Well, I read the book when I was fifteen, studying English literature at school. The book was not presented as a transgender book or anything like that — it was just presented to us as a book full of adventures.
I was born in 1970s Spain, when it was still a fascist country. I was brought up as a straight Catholic in a fascist context, and reading Virginia Woolf as a teenager was amazing, because suddenly a whole new horizon opened up to me. Before I had heard of anybody having had a sex change–which is what we called it at the time–that idea became possible for me, the reality of becoming someone else became possible for me because of that book. Which I find fascinating, because in a sense fiction became politically more powerful than reality itself.
So that book has always been with me, but I never thought about the possibility of acting out or adapting the book. I was trained as a critical theorist in philosophy, which is what I’ve been doing all my life. So I never thought of filmmaking as something I could fully develop as a talent or even explore, let alone for adapting Virginia Woolf. I always felt I had a more political or philosophical dialogue with that book that then would make sense as cinema. But at some point I realized that many of the different projects that I had been doing all my life–looking at documents and images, thinking about them as political records or testimonials or histories–could also be interesting as cinema: to not just create a criticism or interpretation of images, but to participate in decoding or creating new images. In working on the documentary, I realized that it was such a collective project–that it wasn’t an individual endeavor but actually a bit like cultural activism, just that instead of gathering together with the aim of criticizing the law or putting out a statement it was in the name of a poetic, creative act. I was seduced by that, and little by little I began to believe that making the documentary was possible.
Speaking of collaboration, how did you discover and cast the people who play the various Orlandos throughout your film? Did choosing them in any way determine the film’s content and structure?
When Arte, the French TV production company, first proposed to me the idea of making the film, they had in mind a film in which I would play or be the main character. They had in mind a very classical documentary that I would lead or narrate as a critical thinker, something in which I would discuss my life as accompanied by images. When they approached me with this idea I said to them, “Well, if you really want to make a documentary the best thing would be an adaptation of Virginia Woolf.” And honestly, this was a joke when I first said it–it was a way of saying “I don’t really want to do this film as you’re proposing it,” because I didn’t believe in this way of narrating my autobiography.

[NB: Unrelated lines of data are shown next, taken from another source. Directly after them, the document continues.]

use thiserror::Error;

/// Malformed spec text or a value with the wrong shape. Fatal for one file.
#[derive(Error, Debug, Clone, PartialEq)]
pub enum ParseError {
    #[error("Invalid TOML: {0}")]
    Toml(String),

    #[error("Expected a list of names for `{key}`, found {found}")]
    ExpectedList { key: String, found: String },

    #[error("Expected {expected} for `{key}`, found {found}")]
    InvalidType {
        key: String,
        expected: &'static str,
        found: String,
    },

    #[error("Invalid date `{value}` for `{key}`, expected YYYY-MM-DD")]
    InvalidDate { key: String, value: String },

    #[error("Invalid value for `{key}`: {message}")]
    Invalid { key: String, message: String },
}

#[derive(Error, Debug, Clone, PartialEq)]
pub enum TemplateError {
    #[error("Template syntax error at offset {offset}: {message}")]
    Syntax { offset: usize, message: String },

    #[error("Unknown template attribute `{0}`")]
    UnknownAttribute(String),

    #[error("Unknown template function `{0}`")]
    UnknownFunction(String),

    #[error("Template function `{name}` expects {expected} argument(s), got {found}")]
    Arity {
        name: String,
        expected: usize,
        found: usize,
    },

    #[error("Template field `{field}` references itself (via {chain})")]
    Cycle { field: String, chain: String },
}

/// A name missing from the reference catalog.
#[derive(Error, Debug, Clone, PartialEq, Eq)]
pub enum CatalogError {
    #[error("Metric {0} does not exist")]
    Metric(String),

    #[error("Data source {0} does not exist")]
    DataSource(String),

    #[error("Statistic {0} does not exist")]
    Statistic(String),

    #[error("Could not find pre-treatment {0}.")]
    PreTreatment(String),

    #[error("Segment {0} does not exist")]
    Segment(String),

    #[error("Segment data source {0} does not exist")]
    SegmentDataSource(String),
}

/// Failure to bind a spec to an experiment. Never accompanied by a partial
/// configuration.
#[derive(Error, Debug, Clone, PartialEq)]
pub enum ResolutionError {
    #[error("Statistic {0} does not exist")]
    UnknownStatistic(String),

    #[error("Could not find pre-treatment {0}.")]
    UnknownPreTreatment(String),

    #[error("Metric {0} does not exist")]
    UnknownMetric(String),

    #[error("Data source {0} does not exist")]
    UnknownDataSource(String),

    #[error("Segment {0} does not exist")]
    UnknownSegment(String),

    #[error("Segment data source {0} does not exist")]
    UnknownSegmentDataSource(String),

    #[error("No statistics defined for metric {0}")]
    MissingStatistics(String),

    #[error("Metric {0} defines a select_expression but no data_source")]
    MissingDataSource(String),

    #[error("Enrollment period of {days} days exceeds the maximum of {max}")]
    EnrollmentPeriodTooLong { days: u32, max: u32 },

    #[error("Invalid parameters for {kind} {name}: {reason}")]
    InvalidParameter {
        kind: &'static str,
        name: String,
        reason: String,
    },

    #[error("Could not render {field}: {source}")]
    Template {
        field: String,
        #[source]
        source: TemplateError,
    },
}

impl From<CatalogError> for ResolutionError {
    fn from(err: CatalogError) -> Self {
        match err {
            CatalogError::Metric(name) => ResolutionError::UnknownMetric(name),
            CatalogError::DataSource(name) => ResolutionError::UnknownDataSource(name),
            CatalogError::Statistic(name) => ResolutionError::UnknownStatistic(name),
            CatalogError::PreTreatment(name) => ResolutionError::UnknownPreTreatment(name),
            CatalogError::Segment(name) => ResolutionError::UnknownSegment(name),
            CatalogError::SegmentDataSource(name) => {
                ResolutionError::UnknownSegmentDataSource(name)
            }
        }
    }
}

/// The warehouse rejected a generated statement during a plan-only run.
#[derive(Error, Debug, Clone, PartialEq)]
#[error("Dry run failed: {message}")]
pub struct DryRunFailedError {
    pub sql: String,
    pub message: String,
}

impl DryRunFailedError {
    pub fn new(sql: impl Into<String>, message: impl Into<String>) -> Self {
        Self {
            sql: sql.into(),
            message: message.into(),
        }
    }
}

#[derive(Error, Debug, Clone)]
#[error("Could not read table metadata for {dataset}: {message}")]
pub struct StalenessCheckError {
    pub dataset: String,
    pub message: String,
}

#[cfg(test)]
mod tests {
    use super::*;

    #[test]
    fn test_catalog_errors_keep_offending_name() {
        let err: ResolutionError = CatalogError::Statistic("unknown_stat".to_string()).into();
        assert_eq!(err, ResolutionError::UnknownStatistic("unknown_stat".to_string()));
        assert_eq!(err.to_string(), "Statistic unknown_stat does not exist");

        let err: ResolutionError = CatalogError::PreTreatment("not_existing".to_string()).into();
        assert_eq!(err.to_string(), "Could not find pre-treatment not_existing.");
    }

    #[test]
    fn test_template_error_is_wrapped() {
        let err = ResolutionError::Template {
            field: "experiment.enrollment_query".to_string(),
            source: TemplateError::UnknownAttribute("experiment.nope".to_string()),
        };
        let msg = err.to_string();
        assert!(msg.contains("experiment.enrollment_query"));
        assert!(msg.contains("experiment.nope"));
    }
}
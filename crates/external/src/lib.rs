//! Experiment configs and outcome snippets fetched from a config repository,
//! and the check for which of them are newer than their warehouse tables.

pub mod collection;
pub mod path;
pub mod repository;

pub use collection::{ExternalConfig, ExternalConfigCollection, ExternalOutcome, SkippedFile};
pub use path::{ConfigPath, OUTCOMES_DIR};
pub use repository::{
    ConfigFile, ConfigRepository, ExternalError, GitConfigRepository, LocalConfigRepository,
};
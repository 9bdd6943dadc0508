//! Wire format of the experiment metadata API.

use analysis_core::dates::{from_unix_millis, parse_date};
use analysis_core::{Experiment, ExperimentStatus, Variant};
use chrono::{DateTime, Utc};
use serde::Deserialize;
use tracing::warn;

/// Dates arrive as unix milliseconds from older endpoints and as
/// `YYYY-MM-DD` strings from newer ones.
#[derive(Debug, Clone, Deserialize, PartialEq)]
#[serde(untagged)]
pub enum DateValue {
    Millis(f64),
    Text(String),
}

impl DateValue {
    fn to_datetime(&self, key: &str) -> Option<DateTime<Utc>> {
        match self {
            DateValue::Millis(millis) => from_unix_millis(*millis as i64),
            DateValue::Text(text) => match parse_date(key, text) {
                Ok(date) => Some(date),
                Err(e) => {
                    warn!(error = %e, "Ignoring unparseable date");
                    None
                }
            },
        }
    }
}

#[derive(Debug, Clone, Deserialize)]
pub struct VariantRecord {
    pub slug: String,
    #[serde(default)]
    pub ratio: f64,
    #[serde(default)]
    pub is_control: bool,
}

#[derive(Debug, Clone, Deserialize)]
pub struct ExperimentRecord {
    pub slug: String,
    #[serde(default)]
    pub normandy_slug: Option<String>,
    #[serde(rename = "type", default)]
    pub experiment_type: String,
    #[serde(default)]
    pub status: Option<String>,
    #[serde(default)]
    pub start_date: Option<DateValue>,
    #[serde(default)]
    pub end_date: Option<DateValue>,
    #[serde(default)]
    pub proposed_enrollment: Option<f64>,
    #[serde(default)]
    pub variants: Vec<VariantRecord>,
    #[serde(default)]
    pub reference_branch: Option<String>,
    #[serde(default)]
    pub is_high_population: Option<bool>,
    #[serde(default)]
    pub app_id: Option<String>,
    #[serde(default, alias = "application")]
    pub app_name: Option<String>,
    #[serde(default)]
    pub outcomes: Vec<OutcomeRecord>,
}

/// Outcomes are listed either as bare slugs or as `{ "slug": ... }` objects.
#[derive(Debug, Clone, Deserialize)]
#[serde(untagged)]
pub enum OutcomeRecord {
    Slug(String),
    Object { slug: String },
}

impl ExperimentRecord {
    /// Convert to the shared model. Records with an unrecognised status are
    /// treated as drafts.
    pub fn into_experiment(self) -> Experiment {
        let status = match self.status.as_deref() {
            Some(raw) => ExperimentStatus::parse(raw).unwrap_or_else(|| {
                warn!(slug = %self.slug, status = %raw, "Unknown experiment status");
                ExperimentStatus::Draft
            }),
            None => ExperimentStatus::Draft,
        };

        Experiment {
            start_date: self
                .start_date
                .as_ref()
                .and_then(|d| d.to_datetime("start_date")),
            end_date: self.end_date.as_ref().and_then(|d| d.to_datetime("end_date")),
            proposed_enrollment: self
                .proposed_enrollment
                .filter(|days| *days >= 0.0)
                .map(|days| days.round() as u32),
            variants: self
                .variants
                .into_iter()
                .map(|v| Variant {
                    slug: v.slug,
                    ratio: v.ratio,
                    is_control: v.is_control,
                })
                .collect(),
            outcomes: self
                .outcomes
                .into_iter()
                .map(|o| match o {
                    OutcomeRecord::Slug(slug) | OutcomeRecord::Object { slug } => slug,
                })
                .collect(),
            normandy_slug: self.normandy_slug.filter(|s| !s.is_empty()),
            experiment_type: self.experiment_type,
            status,
            reference_branch: self.reference_branch,
            is_high_population: self.is_high_population.unwrap_or(false),
            app_id: self.app_id.unwrap_or_default(),
            app_name: self.app_name.unwrap_or_default(),
            experimenter_slug: self.slug,
        }
    }
}

#[cfg(test)]
mod tests {
    use super::*;
    use chrono::TimeZone;

    #[test]
    fn test_millis_and_text_dates() {
        let millis = DateValue::Millis(1_580_515_200_000.0);
        assert_eq!(
            millis.to_datetime("start_date"),
            Some(Utc.with_ymd_and_hms(2020, 2, 1, 0, 0, 0).unwrap())
        );
        let text = DateValue::Text("2020-02-01".into());
        assert_eq!(text.to_datetime("start_date"), millis.to_datetime("start_date"));
        assert_eq!(DateValue::Text("soon".into()).to_datetime("start_date"), None);
    }

    #[test]
    fn test_record_conversion() {
        let record: ExperimentRecord = serde_json::from_value(serde_json::json!({
            "slug": "my-exp",
            "normandy_slug": "",
            "type": "pref",
            "status": "Live",
            "start_date": "2020-03-01",
            "end_date": null,
            "proposed_enrollment": 7,
            "variants": [{"slug": "control", "ratio": 50, "is_control": true}],
            "outcomes": ["tastiness", {"slug": "performance"}],
            "application": "fenix",
        }))
        .unwrap();

        let experiment = record.into_experiment();
        assert_eq!(experiment.experimenter_slug, "my-exp");
        assert_eq!(experiment.normandy_slug, None);
        assert_eq!(experiment.status, ExperimentStatus::Live);
        assert_eq!(experiment.proposed_enrollment, Some(7));
        assert!(experiment.end_date.is_none());
        assert_eq!(experiment.app_name, "fenix");
        assert_eq!(experiment.outcomes, ["tastiness", "performance"]);
        assert!(experiment.variants[0].is_control);
    }

    #[test]
    fn test_unknown_status_is_draft() {
        let record: ExperimentRecord =
            serde_json::from_value(serde_json::json!({"slug": "x", "status": "Archived"})).unwrap();
        assert_eq!(record.into_experiment().status, ExperimentStatus::Draft);
    }
}
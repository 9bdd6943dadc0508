use serde::Deserialize;

/// Root application configuration. Loaded from environment variables
/// with the prefix `ANALYSIS_RUNNER__`.
#[derive(Debug, Clone, Deserialize)]
pub struct AppConfig {
    #[serde(default)]
    pub warehouse: WarehouseConfig,
    #[serde(default)]
    pub experimenter: ExperimenterConfig,
    #[serde(default)]
    pub external: ExternalConfigSource,
    #[serde(default)]
    pub validation: ValidationConfig,
}

#[derive(Debug, Clone, Deserialize)]
pub struct WarehouseConfig {
    #[serde(default = "default_warehouse_url")]
    pub url: String,
    #[serde(default = "default_warehouse_database")]
    pub database: String,
    #[serde(default)]
    pub user: Option<String>,
    #[serde(default)]
    pub password: Option<String>,
    #[serde(default = "default_dry_run_timeout_secs")]
    pub dry_run_timeout_secs: u64,
    #[serde(default = "default_query_timeout_secs")]
    pub query_timeout_secs: u64,
}

#[derive(Debug, Clone, Deserialize)]
pub struct ExperimenterConfig {
    #[serde(default = "default_experimenter_url")]
    pub api_url: String,
    #[serde(default = "default_request_timeout_secs")]
    pub request_timeout_secs: u64,
}

#[derive(Debug, Clone, Deserialize)]
pub struct ExternalConfigSource {
    #[serde(default = "default_config_repo_url")]
    pub repo_url: String,
    #[serde(default = "default_config_branch")]
    pub branch: String,
}

#[derive(Debug, Clone, Deserialize)]
pub struct ValidationConfig {
    #[serde(default = "default_max_concurrency")]
    pub max_concurrency: usize,
    #[serde(default = "default_validation_timeout_secs")]
    pub timeout_secs: u64,
}

// Default functions
fn default_warehouse_url() -> String {
    "http://localhost:8123".to_string()
}
fn default_warehouse_database() -> String {
    "experiment_analysis".to_string()
}
fn default_dry_run_timeout_secs() -> u64 {
    300
}
fn default_query_timeout_secs() -> u64 {
    3600
}
fn default_experimenter_url() -> String {
    "https://experimenter.services.mozilla.com/api/v1/experiments/".to_string()
}
fn default_request_timeout_secs() -> u64 {
    30
}
fn default_config_repo_url() -> String {
    "https://github.com/mozilla/jetstream-config".to_string()
}
fn default_config_branch() -> String {
    "main".to_string()
}
fn default_max_concurrency() -> usize {
    8
}
fn default_validation_timeout_secs() -> u64 {
    600
}

impl Default for WarehouseConfig {
    fn default() -> Self {
        Self {
            url: default_warehouse_url(),
            database: default_warehouse_database(),
            user: None,
            password: None,
            dry_run_timeout_secs: default_dry_run_timeout_secs(),
            query_timeout_secs: default_query_timeout_secs(),
        }
    }
}

impl Default for ExperimenterConfig {
    fn default() -> Self {
        Self {
            api_url: default_experimenter_url(),
            request_timeout_secs: default_request_timeout_secs(),
        }
    }
}

impl Default for ExternalConfigSource {
    fn default() -> Self {
        Self {
            repo_url: default_config_repo_url(),
            branch: default_config_branch(),
        }
    }
}

impl Default for ValidationConfig {
    fn default() -> Self {
        Self {
            max_concurrency: default_max_concurrency(),
            timeout_secs: default_validation_timeout_secs(),
        }
    }
}

impl Default for AppConfig {
    fn default() -> Self {
        Self {
            warehouse: WarehouseConfig::default(),
            experimenter: ExperimenterConfig::default(),
            external: ExternalConfigSource::default(),
            validation: ValidationConfig::default(),
        }
    }
}

impl AppConfig {
    /// Load configuration from environment variables and an optional TOML file.
    pub fn load(path: Option<&str>) -> Result<Self, config::ConfigError> {
        let mut builder = config::Config::builder();
        if let Some(path) = path {
            builder = builder.add_source(config::File::with_name(path).required(true));
        }
        let builder = builder.add_source(
            config::Environment::with_prefix("ANALYSIS_RUNNER")
                .separator("__")
                .try_parsing(true),
        );

        let config = builder.build()?;
        config.try_deserialize()
    }
}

The way we traditionally narrate biographies or autobiographies is very binary, very normative. And I knew that I did not believe in this way of narrating my autobiography, because I know that I wasn’t exactly born in the year I was born. The stories of all of us begin long before the time when we are born. For me, I chose to belong to other genealogies than the one that was assigned to me at birth. So when I proposed to Arte that I adapt Woolf I never expected that they’d say, “This is such a good idea”!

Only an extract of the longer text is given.